(What you have to do) Where does "spreadsheetml" appear in the data? Return each line that holds it.

(Recorded data)
◇ ◇ ◇

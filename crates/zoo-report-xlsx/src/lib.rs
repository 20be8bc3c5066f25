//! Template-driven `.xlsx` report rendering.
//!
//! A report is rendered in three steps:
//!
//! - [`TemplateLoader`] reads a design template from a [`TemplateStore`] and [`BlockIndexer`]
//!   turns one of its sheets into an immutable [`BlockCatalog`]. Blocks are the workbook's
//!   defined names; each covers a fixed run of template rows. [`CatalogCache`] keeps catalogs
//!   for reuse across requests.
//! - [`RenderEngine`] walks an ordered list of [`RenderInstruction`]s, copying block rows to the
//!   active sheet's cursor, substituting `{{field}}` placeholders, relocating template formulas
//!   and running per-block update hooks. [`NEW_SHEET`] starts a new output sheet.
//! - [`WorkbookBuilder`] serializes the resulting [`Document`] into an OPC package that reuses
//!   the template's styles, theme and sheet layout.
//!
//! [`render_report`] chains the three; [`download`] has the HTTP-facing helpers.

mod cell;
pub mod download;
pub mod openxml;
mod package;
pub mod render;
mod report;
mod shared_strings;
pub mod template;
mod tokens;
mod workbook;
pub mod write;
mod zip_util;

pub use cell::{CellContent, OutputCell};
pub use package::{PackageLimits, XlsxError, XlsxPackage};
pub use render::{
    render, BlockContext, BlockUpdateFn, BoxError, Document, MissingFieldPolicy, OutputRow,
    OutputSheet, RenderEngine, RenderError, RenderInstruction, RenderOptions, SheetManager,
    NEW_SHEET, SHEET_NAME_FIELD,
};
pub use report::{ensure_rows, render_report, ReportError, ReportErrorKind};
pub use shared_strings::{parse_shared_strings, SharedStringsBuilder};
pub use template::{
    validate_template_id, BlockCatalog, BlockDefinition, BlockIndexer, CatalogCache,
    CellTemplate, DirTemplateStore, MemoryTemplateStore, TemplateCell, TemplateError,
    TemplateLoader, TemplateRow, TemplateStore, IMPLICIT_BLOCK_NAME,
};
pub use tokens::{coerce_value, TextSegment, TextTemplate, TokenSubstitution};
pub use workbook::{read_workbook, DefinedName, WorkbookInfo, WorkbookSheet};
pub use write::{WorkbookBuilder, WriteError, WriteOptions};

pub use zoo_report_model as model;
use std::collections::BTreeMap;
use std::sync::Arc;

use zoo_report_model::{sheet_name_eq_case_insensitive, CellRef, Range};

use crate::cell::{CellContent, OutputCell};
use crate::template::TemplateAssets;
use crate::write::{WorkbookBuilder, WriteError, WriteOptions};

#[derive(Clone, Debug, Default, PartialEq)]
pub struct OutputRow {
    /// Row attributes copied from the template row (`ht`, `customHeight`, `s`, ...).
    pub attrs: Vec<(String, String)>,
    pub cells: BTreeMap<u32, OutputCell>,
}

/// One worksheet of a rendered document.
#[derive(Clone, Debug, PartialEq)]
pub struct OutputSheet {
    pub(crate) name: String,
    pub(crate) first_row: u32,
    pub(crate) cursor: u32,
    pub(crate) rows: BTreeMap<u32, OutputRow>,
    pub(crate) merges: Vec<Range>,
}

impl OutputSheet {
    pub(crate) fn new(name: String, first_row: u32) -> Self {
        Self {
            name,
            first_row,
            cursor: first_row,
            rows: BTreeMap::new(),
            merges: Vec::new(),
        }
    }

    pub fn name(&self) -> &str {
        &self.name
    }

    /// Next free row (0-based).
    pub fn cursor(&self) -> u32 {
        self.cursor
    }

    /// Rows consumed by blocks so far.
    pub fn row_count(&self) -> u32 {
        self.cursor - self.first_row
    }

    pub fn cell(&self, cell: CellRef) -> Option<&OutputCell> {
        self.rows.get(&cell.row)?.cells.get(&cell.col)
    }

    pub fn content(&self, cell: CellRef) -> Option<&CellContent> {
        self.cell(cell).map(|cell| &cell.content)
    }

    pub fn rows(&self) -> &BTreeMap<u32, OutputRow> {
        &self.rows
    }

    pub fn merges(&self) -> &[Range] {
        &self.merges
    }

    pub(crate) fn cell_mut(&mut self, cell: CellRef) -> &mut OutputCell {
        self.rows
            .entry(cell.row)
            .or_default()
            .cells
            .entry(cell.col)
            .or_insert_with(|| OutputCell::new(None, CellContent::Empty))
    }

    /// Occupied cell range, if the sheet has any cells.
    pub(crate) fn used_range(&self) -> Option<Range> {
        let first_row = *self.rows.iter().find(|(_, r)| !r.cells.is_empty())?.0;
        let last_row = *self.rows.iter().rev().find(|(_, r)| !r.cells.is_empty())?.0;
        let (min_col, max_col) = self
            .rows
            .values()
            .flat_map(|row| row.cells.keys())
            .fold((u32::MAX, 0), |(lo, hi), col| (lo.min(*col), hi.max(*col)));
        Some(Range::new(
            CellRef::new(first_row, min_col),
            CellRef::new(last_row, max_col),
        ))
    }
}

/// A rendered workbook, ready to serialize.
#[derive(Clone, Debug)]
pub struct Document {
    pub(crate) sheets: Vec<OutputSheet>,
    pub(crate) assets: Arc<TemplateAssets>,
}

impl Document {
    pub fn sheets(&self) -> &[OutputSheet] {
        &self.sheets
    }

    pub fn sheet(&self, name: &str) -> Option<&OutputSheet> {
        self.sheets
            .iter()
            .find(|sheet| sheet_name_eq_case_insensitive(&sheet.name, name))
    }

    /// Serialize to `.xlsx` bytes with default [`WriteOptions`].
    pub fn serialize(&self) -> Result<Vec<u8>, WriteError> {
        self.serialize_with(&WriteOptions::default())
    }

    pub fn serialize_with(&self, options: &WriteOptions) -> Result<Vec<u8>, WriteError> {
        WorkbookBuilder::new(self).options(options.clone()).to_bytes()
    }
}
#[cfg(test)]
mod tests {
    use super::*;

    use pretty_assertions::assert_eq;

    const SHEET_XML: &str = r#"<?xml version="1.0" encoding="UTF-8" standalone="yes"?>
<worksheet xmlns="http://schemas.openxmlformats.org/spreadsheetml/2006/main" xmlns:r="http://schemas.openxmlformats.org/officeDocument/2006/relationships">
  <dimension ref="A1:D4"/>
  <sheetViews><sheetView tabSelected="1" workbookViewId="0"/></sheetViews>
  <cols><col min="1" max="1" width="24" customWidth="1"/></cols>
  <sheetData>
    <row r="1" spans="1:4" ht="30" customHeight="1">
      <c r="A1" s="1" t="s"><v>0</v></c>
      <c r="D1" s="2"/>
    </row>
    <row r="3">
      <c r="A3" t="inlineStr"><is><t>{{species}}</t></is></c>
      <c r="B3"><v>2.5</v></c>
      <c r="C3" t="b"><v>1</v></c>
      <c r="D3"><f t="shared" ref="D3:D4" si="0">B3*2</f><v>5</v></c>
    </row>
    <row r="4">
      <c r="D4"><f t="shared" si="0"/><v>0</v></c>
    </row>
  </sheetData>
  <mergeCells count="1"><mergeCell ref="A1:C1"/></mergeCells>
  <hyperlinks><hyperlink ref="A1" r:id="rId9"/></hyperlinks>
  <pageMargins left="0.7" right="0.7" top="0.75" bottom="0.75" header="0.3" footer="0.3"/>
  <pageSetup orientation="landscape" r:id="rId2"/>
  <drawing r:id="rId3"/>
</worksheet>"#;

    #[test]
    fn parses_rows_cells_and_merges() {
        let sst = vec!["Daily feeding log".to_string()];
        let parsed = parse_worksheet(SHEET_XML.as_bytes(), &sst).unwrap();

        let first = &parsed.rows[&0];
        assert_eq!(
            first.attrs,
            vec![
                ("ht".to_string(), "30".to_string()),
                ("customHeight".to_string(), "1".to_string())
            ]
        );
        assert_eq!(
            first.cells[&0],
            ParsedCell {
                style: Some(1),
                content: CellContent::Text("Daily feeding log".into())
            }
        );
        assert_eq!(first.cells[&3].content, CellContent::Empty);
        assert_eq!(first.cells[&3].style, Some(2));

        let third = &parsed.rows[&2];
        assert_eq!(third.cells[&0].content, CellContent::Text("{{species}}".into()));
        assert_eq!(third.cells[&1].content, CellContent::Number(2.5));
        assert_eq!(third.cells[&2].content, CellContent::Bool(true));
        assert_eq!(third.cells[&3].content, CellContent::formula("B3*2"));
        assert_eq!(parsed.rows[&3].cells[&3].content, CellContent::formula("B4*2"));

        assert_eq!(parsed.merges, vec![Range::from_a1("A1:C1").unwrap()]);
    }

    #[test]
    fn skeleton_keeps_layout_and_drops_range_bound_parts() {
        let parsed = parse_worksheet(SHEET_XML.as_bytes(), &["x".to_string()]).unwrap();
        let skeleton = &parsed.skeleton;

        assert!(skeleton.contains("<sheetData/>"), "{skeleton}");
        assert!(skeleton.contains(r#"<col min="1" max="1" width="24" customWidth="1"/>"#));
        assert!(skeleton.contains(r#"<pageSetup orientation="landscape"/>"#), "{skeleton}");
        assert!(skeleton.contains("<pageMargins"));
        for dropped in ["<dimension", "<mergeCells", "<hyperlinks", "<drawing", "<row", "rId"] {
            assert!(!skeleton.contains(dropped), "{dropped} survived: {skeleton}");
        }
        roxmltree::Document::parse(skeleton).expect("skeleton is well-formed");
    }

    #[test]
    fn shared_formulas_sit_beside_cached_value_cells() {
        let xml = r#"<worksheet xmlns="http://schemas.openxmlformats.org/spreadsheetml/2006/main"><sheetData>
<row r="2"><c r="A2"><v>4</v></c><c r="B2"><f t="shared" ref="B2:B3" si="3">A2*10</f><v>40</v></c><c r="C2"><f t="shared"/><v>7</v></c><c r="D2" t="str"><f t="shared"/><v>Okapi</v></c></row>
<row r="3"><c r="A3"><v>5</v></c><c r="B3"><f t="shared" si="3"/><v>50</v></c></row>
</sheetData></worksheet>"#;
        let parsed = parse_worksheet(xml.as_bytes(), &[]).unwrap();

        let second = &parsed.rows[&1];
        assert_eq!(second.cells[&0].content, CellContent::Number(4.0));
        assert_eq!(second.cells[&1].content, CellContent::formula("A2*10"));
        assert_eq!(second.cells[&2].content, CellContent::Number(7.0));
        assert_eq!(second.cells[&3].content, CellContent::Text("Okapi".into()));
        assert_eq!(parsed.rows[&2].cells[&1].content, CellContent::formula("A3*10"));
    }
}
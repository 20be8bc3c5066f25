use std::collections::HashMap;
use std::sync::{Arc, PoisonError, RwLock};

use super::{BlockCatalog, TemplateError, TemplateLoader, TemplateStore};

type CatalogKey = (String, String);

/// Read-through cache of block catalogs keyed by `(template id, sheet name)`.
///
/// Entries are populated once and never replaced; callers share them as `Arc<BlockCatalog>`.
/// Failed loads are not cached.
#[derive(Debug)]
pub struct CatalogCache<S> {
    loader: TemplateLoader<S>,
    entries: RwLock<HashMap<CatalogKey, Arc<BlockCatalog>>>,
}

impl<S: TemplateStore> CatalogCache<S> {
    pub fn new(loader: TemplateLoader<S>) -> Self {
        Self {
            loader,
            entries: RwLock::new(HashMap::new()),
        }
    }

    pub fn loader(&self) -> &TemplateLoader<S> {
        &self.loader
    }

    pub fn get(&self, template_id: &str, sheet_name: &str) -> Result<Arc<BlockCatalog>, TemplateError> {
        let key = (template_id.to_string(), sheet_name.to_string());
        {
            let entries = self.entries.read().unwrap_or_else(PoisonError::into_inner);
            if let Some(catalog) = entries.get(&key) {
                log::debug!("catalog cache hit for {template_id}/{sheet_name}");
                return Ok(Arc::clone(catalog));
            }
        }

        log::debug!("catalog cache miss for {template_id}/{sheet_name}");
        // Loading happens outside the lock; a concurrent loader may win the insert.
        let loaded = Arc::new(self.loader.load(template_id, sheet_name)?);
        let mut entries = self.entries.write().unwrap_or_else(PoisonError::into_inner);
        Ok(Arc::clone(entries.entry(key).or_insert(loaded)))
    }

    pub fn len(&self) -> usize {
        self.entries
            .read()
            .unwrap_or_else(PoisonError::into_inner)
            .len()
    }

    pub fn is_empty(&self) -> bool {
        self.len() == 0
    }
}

◇ ◇ ◇

(Answer)
<worksheet xmlns="http://schemas.openxmlformats.org/spreadsheetml/2006/main" xmlns:r="http://schemas.openxmlformats.org/officeDocument/2006/relationships">
        let xml = r#"<worksheet xmlns="http://schemas.openxmlformats.org/spreadsheetml/2006/main"><sheetData>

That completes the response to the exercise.